250/- while sitting at jaipur and had thereby committed "criminal"
misappropriation of public funds" lacks procedural propriety, factual
accuracy and legal authenticity. The finding is wholly incorrect and legally
unsound and makes the motive of the author not above personal pique so wholly
taking away dignity of the judicial process.
(13)
that the disparaging and derogatory comments made in most intemperate language
in the order under appeal do not credit to the high office of a High Court
Judge.
(14)
That the direction of Shethna, J. to issue notice to the Chief Justice of the
High Court to show cause why contempt proceedings be not initiated against him,
for transferring a part-heard writ petition fro his Bench to the Division Bench
for disposal, is not only subversive of judicial discipline and illegal but is
also wholly misconceived and without jurisdiction.
We,
therefore, hold that all observations, comments, insinuations, allegations and
orders made by the learned Judge in connection with and relating to the
disposed of writ petition No. 2949/96 in the impugned order, are illegal,
misconceived and without jurisdiction.
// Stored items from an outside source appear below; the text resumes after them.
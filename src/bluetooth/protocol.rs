// Copyright 2026 Daniel Pelikan
//
// Licensed under the Apache License, Version 2.0 (the "License");
// you may not use this file except in compliance with the License.
// You may obtain a copy of the License at
//
//     http://www.apache.org/licenses/LICENSE-2.0
//
// Unless required by applicable law or agreed to in writing, software
// distributed under the License is distributed on an "AS IS" BASIS,
// WITHOUT WARRANTIES OR CONDITIONS OF ANY KIND, either express or implied.
// See the License for the specific language governing permissions and
// limitations under the License.

//! JSON-RPC envelope definitions.

use serde::{Deserialize, Serialize};
use serde_json::Value;

use super::ble_constants::JSONRPC_VERSION;

/// Correlation id of a request.
pub type RequestId = u64;

fn default_version() -> String {
    JSONRPC_VERSION.to_string()
}

fn empty_params() -> Value {
    Value::Object(Default::default())
}

/// Request sent to the peripheral.
#[derive(Debug, Clone, PartialEq, Serialize, Deserialize)]
pub struct Request {
    #[serde(default = "default_version")]
    pub jsonrpc: String,
    pub id: RequestId,
    pub method: String,
    #[serde(default = "empty_params")]
    pub params: Value,
}

impl Request {
    /// Create a request; `Null` params become an empty object.
    pub fn new(id: RequestId, method: impl Into<String>, params: Value) -> Self {
        Self {
            jsonrpc: default_version(),
            id,
            method: method.into(),
            params: if params.is_null() { empty_params() } else { params },
        }
    }
}

/// Error object carried by a failed response.
#[derive(Debug, Clone, PartialEq, Serialize, Deserialize)]
pub struct ErrorObject {
    #[serde(default, skip_serializing_if = "Option::is_none")]
    pub code: Option<i64>,
    #[serde(default)]
    pub message: String,
}

/// Status used when a response carries `error` but no code anywhere.
pub const UNSPECIFIED_ERROR_CODE: i64 = -1;

/// Response emitted by the peripheral.
///
/// `code == 0` means success with `result`; anything else carries `error`.
/// The peripheral may omit the top-level `code` and put it inside `error`
/// instead; it is resolved once when the response is decoded.
#[derive(Debug, Clone, PartialEq, Serialize, Deserialize)]
#[serde(from = "ResponseEnvelope")]
pub struct Response {
    pub jsonrpc: String,
    pub id: RequestId,
    pub code: i64,
    #[serde(skip_serializing_if = "Option::is_none")]
    pub result: Option<Value>,
    #[serde(skip_serializing_if = "Option::is_none")]
    pub error: Option<ErrorObject>,
}

/// Response as it appears on the wire.
#[derive(Deserialize)]
struct ResponseEnvelope {
    #[serde(default = "default_version")]
    jsonrpc: String,
    id: RequestId,
    #[serde(default)]
    code: Option<i64>,
    #[serde(default)]
    result: Option<Value>,
    #[serde(default)]
    error: Option<ErrorObject>,
}

impl From<ResponseEnvelope> for Response {
    fn from(wire: ResponseEnvelope) -> Self {
        // Top-level code, then error.code, then any error at all is a failure
        let code = match (wire.code, &wire.error) {
            (Some(code), _) => code,
            (None, Some(error)) => error.code.unwrap_or(UNSPECIFIED_ERROR_CODE),
            (None, None) => 0,
        };
        Self {
            jsonrpc: wire.jsonrpc,
            id: wire.id,
            code,
            result: wire.result,
            error: wire.error,
        }
    }
}

/// Application-level failure reported by the peripheral.
#[derive(Debug, Clone, PartialEq, Eq)]
pub struct RemoteError {
    pub code: i64,
    pub message: String,
}

impl std::fmt::Display for RemoteError {
    fn fmt(&self, f: &mut std::fmt::Formatter<'_>) -> std::fmt::Result {
        write!(f, "remote error {}: {}", self.code, self.message)
    }
}

impl std::error::Error for RemoteError {}

impl Response {
    /// Build a successful response.
    pub fn success(id: RequestId, result: Value) -> Self {
        Self {
            jsonrpc: default_version(),
            id,
            code: 0,
            result: Some(result),
            error: None,
        }
    }

    /// Build a failed response.
    pub fn failure(id: RequestId, code: i64, message: impl Into<String>) -> Self {
        Self {
            jsonrpc: default_version(),
            id,
            code,
            result: None,
            error: Some(ErrorObject {
                code: Some(code),
                message: message.into(),
            }),
        }
    }

    pub fn is_success(&self) -> bool {
        self.code == 0
    }

    /// Split into the result payload or the remote error.
    pub fn into_result(self) -> Result<Value, RemoteError> {
        if self.is_success() {
            Ok(self.result.unwrap_or(Value::Null))
        } else {
            Err(RemoteError {
                code: self.code,
                message: self.error.map(|e| e.message).unwrap_or_default(),
            })
        }
    }
}

/// Classified inbound message.
#[derive(Debug, Clone, PartialEq)]
pub enum Inbound {
    /// Reply to an earlier request.
    Response(Response),
    /// Unsolicited message pushed by the peripheral (no id).
    Notification { method: String, params: Value },
    /// Valid JSON that is neither of the above.
    Unrecognized(Value),
}

impl Inbound {
    /// Classify a decoded frame.
    pub fn classify(value: Value) -> Self {
        let has_id = value.get("id").map_or(false, |id| !id.is_null());
        if has_id {
            return match serde_json::from_value::<Response>(value.clone()) {
                Ok(response) => Inbound::Response(response),
                Err(_) => Inbound::Unrecognized(value),
            };
        }

        match value.get("method").and_then(Value::as_str) {
            Some(method) => Inbound::Notification {
                method: method.to_string(),
                params: value.get("params").cloned().unwrap_or(Value::Null),
            },
            None => Inbound::Unrecognized(value),
        }
    }
}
The same are quashed and are hereby
directed to be expunged from the record.
The
direction to issue show cause notice to the Chief Justice of the High Court
Respondent No.2, being wholly unwarranted, unjustified and legally
unsustainable is hereby quashed and set aside.
Nothing
said here inabove shall however be construed as any expression of opinion of
the pending criminal revision petition field by respondent No.1 which has been
admitted to hearing and in which respondent No.1 has been granted bail.
That
criminal revision petition shall be decided by the High Court on its own
merits.
Before
parting with this Judgment, we wish to say that we hope there shall not be any
other occasion for us to deal with such a case.
The
appeal therefore succeeds and is allowed.